Alors qu’il s’apprête à fêter ses 50 ans, DOMINIQUE A a décidé de casser radicaleme­nt la routine et de sortir deux albums cette année. D’abord Toute latitude, qui renoue avec le minimalism­e introspect­if de La Fossette et de Remué, puis le plus acoustique

- TEXTE Pierre Siankowski CONCEPTION NWB studio PHOTO Vincent Ferrané pour Les Inrockupti­bles

A bientôt 50 ans, le chanteur sort deux albums cette année. Entretien fluide et inspiré, chez lui, à Nantes

IL Y A EU UN CHOC DÈS LA PREMIÈRE ÉCOUTE

DE “TOUTE LATITUDE”, premier des deux disques de Dominique A attendus en 2018 – le second s’intitule La Fragilité, et, selon toute vraisembla­nce, sera disponible en octobre, pour les 50 ans de la bête. Il y a eu un choc car ce disque, au parti pris esthétique fort, à la carrosseri­e sombre et à l’allure semi-martiale, nous a rappelé le courage qui est non seulement celui des oiseaux mais aussi celui de Dominique A depuis le début de sa carrière. Jamais un artiste français n’aura su autant nous surprendre et nous dérouter, tout en conservant une ligne directrice absolument droite et fascinante.

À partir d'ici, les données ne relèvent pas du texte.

//! Title lookup through yt-dlp.

use tokio::process::Command;

use crate::core::config::ToolSettings;
use crate::core::error::AppError;
use crate::core::process::{describe_exit, run_with_timeout, stderr_tail, STDERR_TAIL_LINES};
use crate::core::utils::{resolve_title_forms, ResolvedTitle};
use crate::core::validation::VideoId;

/// yt-dlp arguments asking for the title field only.
pub fn title_args(video_id: &VideoId) -> Vec<String> {
    vec![
        "--print".to_string(),
        "%(title)s".to_string(),
        "--no-playlist".to_string(),
        "--skip-download".to_string(),
        "--no-warnings".to_string(),
        video_id.watch_url(),
    ]
}

/// Resolves and sanitizes the title of `video_id`.
///
/// Any failure (spawn, timeout, non-zero exit, empty output) is
/// `UpstreamUnavailable`: without a title there is no response filename.
pub async fn resolve_title(tools: &ToolSettings, video_id: &VideoId) -> Result<ResolvedTitle, AppError> {
    let mut cmd = Command::new(&tools.ytdlp_bin);
    cmd.args(title_args(video_id));
    log::debug!("yt-dlp command for title: {} {}", tools.ytdlp_bin, title_args(video_id).join(" "));

    let output = run_with_timeout(&mut cmd, tools.title_timeout).await.map_err(|e| {
        log::error!("Title lookup for {} failed: {}", video_id, e);
        AppError::UpstreamUnavailable("Failed to fetch video title".to_string())
    })?;

    if !output.status.success() {
        log::error!(
            "yt-dlp title lookup for {} failed ({}): {}",
            video_id,
            describe_exit(&output.status),
            stderr_tail(&output.stderr, STDERR_TAIL_LINES)
        );
        return Err(AppError::UpstreamUnavailable("Failed to fetch video title".to_string()));
    }

    let raw = String::from_utf8_lossy(&output.stdout);
    let raw = raw.lines().next().unwrap_or_default().trim();
    if raw.is_empty() {
        log::error!("yt-dlp returned an empty title for {}", video_id);
        return Err(AppError::UpstreamUnavailable(
            "Failed to fetch video title. Video might be unavailable or private.".to_string(),
        ));
    }

    let title = resolve_title_forms(raw);
    log::info!("Resolved title for {}: '{}'", video_id, title.display);
    Ok(title)
}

Chez Dominique A, il y a une faculté à se fixer des contrainte­s et à se donner des règles sans jamais renoncer à l’espace créatif. On parle ici de la musique et des textes. Là où certains ont trouvé une technique pour s’ouvrir le ventre selon une méthode récurrente, le gars A a lui décidé de se creuser la cervelle pour en tirer le meilleur, le sombre comme le lumineux. Il n’est pas aujourd’hui de musicien qui maîtrise et questionne autant son art que lui. Il n’est pas d’homme ou de femme qui regarde son oeuvre avec autant d’humilité, quitte parfois à en détourner le regard, l’air un peu gêné par un succès qui n’a jamais été vraiment digéré, même si ça va beaucoup mieux.

C’est à Nantes que nous sommes allés parler de tout cela. Là où vit désormais Dominique A et là où, venu de son fief de Provins, il nous a conquis, il y a plus de vingt-cinq ans, avec ses tout premiers albums (une exposition rend d’ailleurs hommage à cette épopée nantaise, lire pp. 12-13). Il est venu nous chercher à la gare, nous a emmenés déjeuner dans une brasserie qu’il affectionn­e et où, comme d’habitude avec lui, nous avons beaucoup ri. Puis est venu le moment de l’entretien, au bien aimé Lieu Unique. Un de ces entretiens dont Dominique A a le secret, plein d’honnêteté, d’enthousias­me et de lucidité. Des moments dont on ressort lavé et admiratif, heureux d’avoir croisé cet homme à la gentilless­e et au talent immenses.

Toute latitude est le premier des deux disques prévus pour cette année. Comment est né ce double projet ? Est-ce que ces deux disques sont issus des mêmes sessions ?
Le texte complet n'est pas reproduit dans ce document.